Top of EXERCISE MATERIAL

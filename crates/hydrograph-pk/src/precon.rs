//! Assembled preconditioners: factor once in `update_precon`, apply in
//! `precon`.

use nalgebra::{DMatrix, DVector};
use tracing::trace;

use crate::error::SolverError;
use crate::operators::diffusion::SchurComplement;
use crate::solver::{DiagonalSolver, DirectSolver, LinearSolver};

/// How much of the local Jacobian is inverted.
#[derive(Clone, Copy, Debug, PartialEq, Eq)]
pub enum PreconMode {
    /// The whole `[cells, faces]` matrix.
    Global,
    /// The cell Schur complement, with face back-substitution.
    Schur,
    /// The diagonal only.
    Diagonal,
}

/// A factored approximate Jacobian.
pub struct AssembledPrecon {
    mode: PreconMode,
    solver: Box<dyn LinearSolver>,
    schur: Option<SchurComplement>,
    size: usize,
}

impl std::fmt::Debug for AssembledPrecon {
    fn fmt(&self, f: &mut std::fmt::Formatter<'_>) -> std::fmt::Result {
        f.debug_struct("AssembledPrecon")
            .field("mode", &self.mode)
            .field("solver", &self.solver.name())
            .field("size", &self.size)
            .finish()
    }
}

impl AssembledPrecon {
    /// An empty preconditioner. [`PreconMode::Diagonal`] uses the Jacobi
    /// solver, the other modes a direct solver.
    pub fn new(mode: PreconMode) -> Self {
        let solver: Box<dyn LinearSolver> = match mode {
            PreconMode::Diagonal => Box::new(DiagonalSolver::new()),
            PreconMode::Global | PreconMode::Schur => Box::new(DirectSolver::new()),
        };
        Self {
            mode,
            solver,
            schur: None,
            size: 0,
        }
    }

    /// Use `solver` for the factored system.
    pub fn with_solver(mut self, solver: Box<dyn LinearSolver>) -> Self {
        self.solver = solver;
        self
    }

    /// The configured mode.
    pub fn mode(&self) -> PreconMode {
        self.mode
    }

    /// Factor `a`, a flat `[cells, faces]` matrix with `ncells` cell rows.
    pub fn rebuild(&mut self, a: &DMatrix<f64>, ncells: usize) -> Result<(), SolverError> {
        self.size = a.nrows();
        match self.mode {
            PreconMode::Schur if ncells < a.nrows() => {
                let s = SchurComplement::new(a, ncells);
                self.solver.factor(&s.matrix)?;
                self.schur = Some(s);
            }
            _ => {
                self.solver.factor(a)?;
                self.schur = None;
            }
        }
        trace!(mode = ?self.mode, size = self.size, "preconditioner rebuilt");
        Ok(())
    }

    /// Apply the approximate inverse to `r`.
    pub fn apply(&self, r: &DVector<f64>) -> Result<DVector<f64>, SolverError> {
        if r.len() != self.size {
            return Err(SolverError::DimensionMismatch {
                expected: self.size,
                got: r.len(),
            });
        }
        match &self.schur {
            Some(s) => {
                let du_c = self.solver.solve(&s.reduce(r))?;
                Ok(s.expand(r, &du_c))
            }
            None => self.solver.solve(r),
        }
    }
}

Bottom of EXERCISE MATERIAL

* ASSIGNED TASK *
Your answer should be the lines above from the one containing "with face back-substitution." through the one containing "pub fn mode(&self)", copied exactly and with both ends kept.

* PROBLEM SOLUTION *
    /// The cell Schur complement, with face back-substitution.
    Schur,
    /// The diagonal only.
    Diagonal,
}

/// A factored approximate Jacobian.
pub struct AssembledPrecon {
    mode: PreconMode,
    solver: Box<dyn LinearSolver>,
    schur: Option<SchurComplement>,
    size: usize,
}

impl std::fmt::Debug for AssembledPrecon {
    fn fmt(&self, f: &mut std::fmt::Formatter<'_>) -> std::fmt::Result {
        f.debug_struct("AssembledPrecon")
            .field("mode", &self.mode)
            .field("solver", &self.solver.name())
            .field("size", &self.size)
            .finish()
    }
}

impl AssembledPrecon {
    /// An empty preconditioner. [`PreconMode::Diagonal`] uses the Jacobi
    /// solver, the other modes a direct solver.
    pub fn new(mode: PreconMode) -> Self {
        let solver: Box<dyn LinearSolver> = match mode {
            PreconMode::Diagonal => Box::new(DiagonalSolver::new()),
            PreconMode::Global | PreconMode::Schur => Box::new(DirectSolver::new()),
        };
        Self {
            mode,
            solver,
            schur: None,
            size: 0,
        }
    }

    /// Use `solver` for the factored system.
    pub fn with_solver(mut self, solver: Box<dyn LinearSolver>) -> Self {
        self.solver = solver;
        self
    }

    /// The configured mode.
    pub fn mode(&self) -> PreconMode {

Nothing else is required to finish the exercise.